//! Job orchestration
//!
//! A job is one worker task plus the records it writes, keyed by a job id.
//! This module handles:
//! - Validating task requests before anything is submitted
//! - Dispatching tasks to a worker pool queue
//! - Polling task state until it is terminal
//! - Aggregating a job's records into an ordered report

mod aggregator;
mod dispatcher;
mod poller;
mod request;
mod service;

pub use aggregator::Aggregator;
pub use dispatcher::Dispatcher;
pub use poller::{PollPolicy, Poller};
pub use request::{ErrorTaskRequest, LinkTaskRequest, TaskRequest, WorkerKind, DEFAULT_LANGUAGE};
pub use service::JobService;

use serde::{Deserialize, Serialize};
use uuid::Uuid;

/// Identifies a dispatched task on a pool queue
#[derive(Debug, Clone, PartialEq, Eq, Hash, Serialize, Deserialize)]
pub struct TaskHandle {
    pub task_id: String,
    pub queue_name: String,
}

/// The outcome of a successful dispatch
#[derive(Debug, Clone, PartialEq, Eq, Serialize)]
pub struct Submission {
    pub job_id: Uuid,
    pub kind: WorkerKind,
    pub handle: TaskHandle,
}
---
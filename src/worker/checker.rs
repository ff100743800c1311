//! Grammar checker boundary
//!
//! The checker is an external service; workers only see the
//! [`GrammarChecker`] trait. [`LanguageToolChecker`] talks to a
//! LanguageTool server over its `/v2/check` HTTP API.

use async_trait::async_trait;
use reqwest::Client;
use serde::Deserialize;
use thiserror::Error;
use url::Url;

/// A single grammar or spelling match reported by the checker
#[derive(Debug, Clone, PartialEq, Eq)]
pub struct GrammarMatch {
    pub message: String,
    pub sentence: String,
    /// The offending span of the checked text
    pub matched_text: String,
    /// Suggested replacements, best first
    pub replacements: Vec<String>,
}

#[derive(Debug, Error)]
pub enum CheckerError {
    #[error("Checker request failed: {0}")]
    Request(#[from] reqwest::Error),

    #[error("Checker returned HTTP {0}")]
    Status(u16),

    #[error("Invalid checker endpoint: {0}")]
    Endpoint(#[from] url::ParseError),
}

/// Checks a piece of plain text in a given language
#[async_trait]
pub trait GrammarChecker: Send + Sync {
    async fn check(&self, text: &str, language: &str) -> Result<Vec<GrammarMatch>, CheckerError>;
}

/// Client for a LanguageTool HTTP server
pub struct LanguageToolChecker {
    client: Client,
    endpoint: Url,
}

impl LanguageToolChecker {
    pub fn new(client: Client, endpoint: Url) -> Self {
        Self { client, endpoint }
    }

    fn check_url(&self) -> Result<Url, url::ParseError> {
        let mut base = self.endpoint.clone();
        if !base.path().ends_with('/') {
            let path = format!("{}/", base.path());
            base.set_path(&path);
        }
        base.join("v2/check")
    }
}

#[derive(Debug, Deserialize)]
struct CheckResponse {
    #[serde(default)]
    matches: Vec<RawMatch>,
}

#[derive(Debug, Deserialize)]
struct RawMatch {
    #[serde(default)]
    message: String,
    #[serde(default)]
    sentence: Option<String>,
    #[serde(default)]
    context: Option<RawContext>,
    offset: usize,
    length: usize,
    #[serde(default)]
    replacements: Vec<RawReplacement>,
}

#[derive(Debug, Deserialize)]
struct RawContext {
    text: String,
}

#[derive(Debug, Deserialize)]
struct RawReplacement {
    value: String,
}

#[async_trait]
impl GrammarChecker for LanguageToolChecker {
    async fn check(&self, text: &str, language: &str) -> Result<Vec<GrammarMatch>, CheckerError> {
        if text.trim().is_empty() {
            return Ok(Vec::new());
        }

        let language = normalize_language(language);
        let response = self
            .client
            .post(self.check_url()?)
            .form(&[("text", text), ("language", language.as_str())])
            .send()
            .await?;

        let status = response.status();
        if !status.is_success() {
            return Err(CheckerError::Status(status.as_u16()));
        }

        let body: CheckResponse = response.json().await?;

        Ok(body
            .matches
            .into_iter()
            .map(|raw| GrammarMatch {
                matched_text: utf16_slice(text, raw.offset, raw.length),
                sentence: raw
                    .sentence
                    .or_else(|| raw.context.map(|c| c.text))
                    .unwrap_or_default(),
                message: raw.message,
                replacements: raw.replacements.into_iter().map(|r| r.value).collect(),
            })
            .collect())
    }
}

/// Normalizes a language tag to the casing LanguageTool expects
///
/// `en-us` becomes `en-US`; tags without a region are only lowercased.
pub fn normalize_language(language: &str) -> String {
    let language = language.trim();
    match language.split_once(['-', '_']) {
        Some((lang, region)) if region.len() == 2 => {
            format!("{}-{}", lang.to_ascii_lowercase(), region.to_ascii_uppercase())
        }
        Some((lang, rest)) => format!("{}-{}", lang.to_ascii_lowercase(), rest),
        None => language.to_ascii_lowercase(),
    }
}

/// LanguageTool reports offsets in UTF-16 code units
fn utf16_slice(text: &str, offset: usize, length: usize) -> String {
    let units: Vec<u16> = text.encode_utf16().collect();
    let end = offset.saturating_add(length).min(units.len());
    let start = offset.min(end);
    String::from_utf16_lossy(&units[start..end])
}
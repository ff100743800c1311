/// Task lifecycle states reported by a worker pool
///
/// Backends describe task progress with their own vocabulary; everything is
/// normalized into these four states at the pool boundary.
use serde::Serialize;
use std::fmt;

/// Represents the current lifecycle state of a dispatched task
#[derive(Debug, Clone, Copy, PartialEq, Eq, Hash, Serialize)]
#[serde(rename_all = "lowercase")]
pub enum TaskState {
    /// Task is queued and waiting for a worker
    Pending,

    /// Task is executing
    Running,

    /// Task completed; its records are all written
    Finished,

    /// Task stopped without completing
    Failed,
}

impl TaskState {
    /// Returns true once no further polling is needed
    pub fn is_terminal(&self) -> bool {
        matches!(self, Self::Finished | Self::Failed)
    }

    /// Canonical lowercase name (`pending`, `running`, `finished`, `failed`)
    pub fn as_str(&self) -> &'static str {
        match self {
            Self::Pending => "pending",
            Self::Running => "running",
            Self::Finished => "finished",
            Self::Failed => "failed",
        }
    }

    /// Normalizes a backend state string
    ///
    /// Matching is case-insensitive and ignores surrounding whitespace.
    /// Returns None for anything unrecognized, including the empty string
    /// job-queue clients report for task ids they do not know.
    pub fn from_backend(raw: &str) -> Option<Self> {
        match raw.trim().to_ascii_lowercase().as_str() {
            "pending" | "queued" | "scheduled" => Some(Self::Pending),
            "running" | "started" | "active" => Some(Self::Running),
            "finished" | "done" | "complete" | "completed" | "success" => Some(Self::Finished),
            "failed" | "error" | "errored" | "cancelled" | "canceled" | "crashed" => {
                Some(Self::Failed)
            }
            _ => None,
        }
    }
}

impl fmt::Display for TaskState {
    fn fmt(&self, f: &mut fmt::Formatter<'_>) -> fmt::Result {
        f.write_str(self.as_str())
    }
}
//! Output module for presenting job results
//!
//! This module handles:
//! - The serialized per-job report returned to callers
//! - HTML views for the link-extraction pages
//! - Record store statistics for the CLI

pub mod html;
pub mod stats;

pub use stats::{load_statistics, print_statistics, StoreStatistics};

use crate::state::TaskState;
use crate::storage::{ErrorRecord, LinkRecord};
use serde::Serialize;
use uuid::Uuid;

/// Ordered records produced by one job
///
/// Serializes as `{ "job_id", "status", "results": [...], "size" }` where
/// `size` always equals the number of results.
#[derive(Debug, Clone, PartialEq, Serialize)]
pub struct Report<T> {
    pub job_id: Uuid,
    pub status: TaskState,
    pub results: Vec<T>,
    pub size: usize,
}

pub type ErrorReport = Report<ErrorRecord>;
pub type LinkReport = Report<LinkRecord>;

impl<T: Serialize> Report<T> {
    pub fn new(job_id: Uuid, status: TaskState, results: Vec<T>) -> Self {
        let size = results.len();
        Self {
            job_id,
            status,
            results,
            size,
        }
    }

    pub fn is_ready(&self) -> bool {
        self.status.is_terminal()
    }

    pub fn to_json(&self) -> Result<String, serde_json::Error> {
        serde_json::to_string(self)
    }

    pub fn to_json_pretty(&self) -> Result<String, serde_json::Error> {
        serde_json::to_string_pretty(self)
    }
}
---
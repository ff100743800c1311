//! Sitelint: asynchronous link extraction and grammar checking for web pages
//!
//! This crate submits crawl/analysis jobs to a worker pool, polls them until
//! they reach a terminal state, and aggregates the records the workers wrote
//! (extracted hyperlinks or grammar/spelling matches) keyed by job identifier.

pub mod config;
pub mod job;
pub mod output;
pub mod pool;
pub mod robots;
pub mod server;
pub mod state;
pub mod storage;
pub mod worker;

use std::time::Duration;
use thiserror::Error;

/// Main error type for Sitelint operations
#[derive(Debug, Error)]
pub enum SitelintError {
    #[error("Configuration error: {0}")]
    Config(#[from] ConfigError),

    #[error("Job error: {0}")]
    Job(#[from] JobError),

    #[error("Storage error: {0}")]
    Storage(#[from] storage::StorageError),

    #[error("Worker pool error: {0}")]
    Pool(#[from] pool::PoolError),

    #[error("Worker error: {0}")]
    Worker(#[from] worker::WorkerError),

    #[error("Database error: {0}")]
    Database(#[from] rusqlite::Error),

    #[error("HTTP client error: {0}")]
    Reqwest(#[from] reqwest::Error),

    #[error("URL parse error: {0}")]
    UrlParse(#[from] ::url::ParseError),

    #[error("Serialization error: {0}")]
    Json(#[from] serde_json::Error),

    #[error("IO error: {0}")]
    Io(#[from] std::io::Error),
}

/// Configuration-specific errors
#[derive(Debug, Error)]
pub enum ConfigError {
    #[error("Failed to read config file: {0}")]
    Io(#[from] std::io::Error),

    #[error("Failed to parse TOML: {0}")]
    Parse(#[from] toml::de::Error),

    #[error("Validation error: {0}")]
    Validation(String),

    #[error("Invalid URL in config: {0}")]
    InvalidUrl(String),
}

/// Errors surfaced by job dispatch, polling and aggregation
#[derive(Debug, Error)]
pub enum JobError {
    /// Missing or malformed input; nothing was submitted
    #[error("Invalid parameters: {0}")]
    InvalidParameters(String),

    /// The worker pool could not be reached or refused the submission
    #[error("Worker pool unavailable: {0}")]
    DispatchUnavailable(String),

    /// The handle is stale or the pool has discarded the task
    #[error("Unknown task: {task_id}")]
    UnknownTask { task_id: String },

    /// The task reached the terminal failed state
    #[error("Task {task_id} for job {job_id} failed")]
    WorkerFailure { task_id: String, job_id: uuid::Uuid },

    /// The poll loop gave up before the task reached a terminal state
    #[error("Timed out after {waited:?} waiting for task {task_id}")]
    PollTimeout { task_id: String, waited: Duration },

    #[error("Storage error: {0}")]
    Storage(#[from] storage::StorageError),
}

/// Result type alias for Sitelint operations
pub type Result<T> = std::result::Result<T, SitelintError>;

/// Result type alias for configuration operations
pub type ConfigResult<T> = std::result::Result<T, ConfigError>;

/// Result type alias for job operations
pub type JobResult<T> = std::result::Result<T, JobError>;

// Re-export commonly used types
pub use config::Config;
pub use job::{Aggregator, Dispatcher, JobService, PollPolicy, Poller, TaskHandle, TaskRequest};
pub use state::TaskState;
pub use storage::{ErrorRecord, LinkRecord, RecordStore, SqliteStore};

_What is expected_. In the records above, each line with the string "SitelintError" should be copied.

_Output for this task_.
pub enum SitelintError {
pub type Result<T> = std::result::Result<T, SitelintError>;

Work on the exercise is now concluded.